[Stored items]
>>

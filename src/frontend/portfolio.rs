use std::cell::RefCell;
use std::rc::Rc;

use gloo::events::EventListener;
use gloo::timers::callback::Timeout;
use web_sys::{window, Element, HtmlButtonElement, HtmlElement, ScrollBehavior, ScrollToOptions};
use yew::prelude::*;

use super::dialogs::StaticDialog;
use super::dom;
use super::PageServices;
use crate::catalog::{resolve_detail_path, ProjectSummary, PROJECTS};
use crate::diagnostics::{log_event, LogLevel};
use crate::filters::{FilterAxis, FilterEngine, EMPTY_RESULT_MESSAGE};
use crate::notify::ModalBus;
use crate::strip::{scroll_step, StripDirection, StripEdges, SETTLE_DELAY_MS};

#[derive(Properties, PartialEq)]
pub struct IslandProps {
    pub services: PageServices,
}

fn current_pathname() -> String {
    window()
        .and_then(|w| w.location().pathname().ok())
        .unwrap_or_default()
}

#[derive(Properties, PartialEq)]
struct ProjectCardProps {
    project: &'static ProjectSummary,
    href: AttrValue,
    #[prop_or_default]
    detailed: bool,
}

#[function_component(ProjectCard)]
fn project_card(props: &ProjectCardProps) -> Html {
    let project = props.project;
    let filters = props.detailed.then(|| project.filter_attr());

    html! {
        <article class="portfolio-card" tabindex="0" data-animate="fade-up" data-filters={filters}>
            <h3>{project.title}</h3>
            <p>{project.summary}</p>
            if props.detailed {
                <ul class="portfolio-card-highlights">
                    { for project.highlights.iter().map(|item| html! { <li>{*item}</li> }) }
                </ul>
            }
            <ul class="portfolio-card-tags">
                { for project.tags.iter().map(|tag| html! { <li>{*tag}</li> }) }
            </ul>
            <div class="portfolio-card-actions">
                <a
                    class="portfolio-card-action"
                    href={props.href.clone()}
                    aria-label={format!("Ver detalles del proyecto {}", project.title)}
                >
                    {"Ver proyecto"}
                </a>
            </div>
        </article>
    }
}

fn set_button_state(button: &HtmlButtonElement, disabled: bool) {
    button.set_disabled(disabled);
    dom::set_style(button, "opacity", if disabled { "0.5" } else { "1" });
    dom::set_style(button, "cursor", if disabled { "not-allowed" } else { "pointer" });
}

struct PreviewControls {
    _listeners: Vec<EventListener>,
    _settle: Rc<RefCell<Option<Timeout>>>,
}

impl PreviewControls {
    fn install() -> Option<Self> {
        let strip = dom::by_id::<HtmlElement>("portfolioPreview")?;
        let prev = dom::by_id::<HtmlButtonElement>("portfolioPrev");
        let next = dom::by_id::<HtmlButtonElement>("portfolioNext");

        let update: Rc<dyn Fn()> = {
            let strip = strip.clone();
            let prev = prev.clone();
            let next = next.clone();
            Rc::new(move || {
                let edges = StripEdges::measure(
                    f64::from(strip.scroll_left()),
                    f64::from(strip.scroll_width()),
                    f64::from(strip.client_width()),
                );
                if let Some(prev) = &prev {
                    set_button_state(prev, edges.at_start);
                }
                if let Some(next) = &next {
                    set_button_state(next, edges.at_end);
                }
            })
        };

        let settle = Rc::new(RefCell::new(None));
        let mut listeners = Vec::new();
        for (button, direction) in [(prev, StripDirection::Back), (next, StripDirection::Forward)] {
            let Some(button) = button else {
                continue;
            };
            let strip = strip.clone();
            let update = update.clone();
            let settle = settle.clone();
            listeners.push(EventListener::new(&button, "click", move |_| {
                let options = ScrollToOptions::new();
                options.set_left(scroll_step(f64::from(strip.client_width()), direction));
                options.set_behavior(ScrollBehavior::Smooth);
                strip.scroll_by_with_scroll_to_options(&options);

                let update = update.clone();
                *settle.borrow_mut() = Some(Timeout::new(SETTLE_DELAY_MS, move || update()));
            }));
        }

        let on_scroll = update.clone();
        listeners.push(EventListener::new(&strip, "scroll", move |_| on_scroll()));
        update();

        Some(Self {
            _listeners: listeners,
            _settle: settle,
        })
    }
}

#[function_component(PreviewStrip)]
pub fn preview_strip(props: &IslandProps) -> Html {
    let pathname = use_memo((), |_| current_pathname());

    {
        let reveal = props.services.reveal.clone();
        use_effect_with((), move |_| {
            let controls = PreviewControls::install();
            reveal.refresh();
            move || drop(controls)
        });
    }

    html! {
        <>
            { for PROJECTS.iter().map(|project| html! {
                <ProjectCard
                    key={project.id}
                    project={project}
                    href={resolve_detail_path(project.detail_path, &pathname)}
                />
            }) }
        </>
    }
}

#[derive(Clone, PartialEq)]
struct GridState(FilterEngine<'static>);

enum GridAction {
    Select(FilterAxis, &'static str),
    Apply,
    Clear,
}

impl Reducible for GridState {
    type Action = GridAction;

    fn reduce(self: Rc<Self>, action: Self::Action) -> Rc<Self> {
        let mut engine = self.0.clone();
        match action {
            GridAction::Select(axis, value) => {
                if !engine.select(axis, value) {
                    return self;
                }
            }
            GridAction::Apply => {
                engine.apply();
            }
            GridAction::Clear => {
                engine.clear();
            }
        }
        Rc::new(Self(engine))
    }
}

struct FilterControls {
    _dialog: Rc<StaticDialog>,
    _listeners: Vec<EventListener>,
}

impl FilterControls {
    fn install(bus: &ModalBus, dispatcher: UseReducerDispatcher<GridState>) -> Option<Self> {
        let root = dom::by_id::<HtmlElement>("filtersModal")?;
        let dialog = Rc::new(StaticDialog::new(root, bus.clone()));
        let mut listeners = dialog.bind_dismissal(dom::by_id::<Element>("closeFilters"));

        if let Some(button) = dom::by_id::<Element>("openFilters") {
            let dialog = dialog.clone();
            listeners.push(EventListener::new(&button, "click", move |_| dialog.open()));
        }

        if let Some(button) = dom::by_id::<Element>("applyFilters") {
            let dialog = dialog.clone();
            let dispatcher = dispatcher.clone();
            listeners.push(EventListener::new(&button, "click", move |_| {
                dispatcher.dispatch(GridAction::Apply);
                dialog.close();
            }));
        }

        if let Some(button) = dom::by_id::<Element>("clearFilters") {
            listeners.push(EventListener::new(&button, "click", move |_| {
                dispatcher.dispatch(GridAction::Clear);
            }));
        }

        Some(Self {
            _dialog: dialog,
            _listeners: listeners,
        })
    }
}

/// Chip panels inside the filter dialog, emptied so the island owns them.
fn filter_panels() -> Vec<(FilterAxis, Element)> {
    dom::query_all("#filtersModal [data-filter-group]")
        .into_iter()
        .filter_map(|panel| {
            let axis = FilterAxis::from_group(&panel.get_attribute("data-filter-group")?)?;
            panel.set_inner_html("");
            Some((axis, panel))
        })
        .collect()
}

#[function_component(PortfolioGrid)]
pub fn portfolio_grid(props: &IslandProps) -> Html {
    let state = use_reducer(|| GridState(FilterEngine::new(PROJECTS)));
    let panels = use_memo((), |_| filter_panels());
    let pathname = use_memo((), |_| current_pathname());
    let engine = &state.0;

    {
        let bus = props.services.bus.clone();
        let dispatcher = state.dispatcher();
        use_effect_with((), move |_| {
            let controls = FilterControls::install(&bus, dispatcher);
            move || drop(controls)
        });
    }

    {
        let reveal = props.services.reveal.clone();
        let visible = engine.visible().len();
        let selection = engine.selection().clone();
        use_effect_with(engine.generation(), move |generation| {
            reveal.refresh();
            log_event(
                LogLevel::Debug,
                "portfolio_rendered",
                serde_json::json!({
                    "generation": generation,
                    "visible": visible,
                    "category": selection.category,
                    "focus": selection.focus,
                }),
            );
            || ()
        });
    }

    let chips = panels.iter().map(|(axis, host)| {
        let axis = *axis;
        let chips = html! {
            <>
                { for axis.options().iter().map(|option| {
                    let active = engine.is_active(axis, option.id);
                    let onclick = {
                        let state = state.clone();
                        let value = option.id;
                        Callback::from(move |_: MouseEvent| {
                            state.dispatch(GridAction::Select(axis, value));
                        })
                    };
                    html! {
                        <button
                            type="button"
                            class={classes!("filter-chip", active.then_some("active"))}
                            data-filter={option.id}
                            aria-pressed={active.to_string()}
                            onclick={onclick}
                        >
                            {option.label}
                        </button>
                    }
                }) }
            </>
        };
        yew::create_portal(chips, host.clone())
    });

    let generation = engine.generation();
    let cards = if engine.visible().is_empty() {
        html! { <p class="portfolio-empty">{EMPTY_RESULT_MESSAGE}</p> }
    } else {
        html! {
            <>
                { for engine.visible().iter().map(|project| html! {
                    <ProjectCard
                        key={format!("{generation}-{}", project.id)}
                        project={*project}
                        href={resolve_detail_path(project.detail_path, &pathname)}
                        detailed=true
                    />
                }) }
            </>
        }
    };

    html! {
        <>
            { for chips }
            { cards }
        </>
    }
}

<<

Exercise: Each line of the entries above that contains "visible" must be copied into the answer.

Task result:
        let visible = engine.visible().len();
                    "visible": visible,
    let cards = if engine.visible().is_empty() {
                { for engine.visible().iter().map(|project| html! {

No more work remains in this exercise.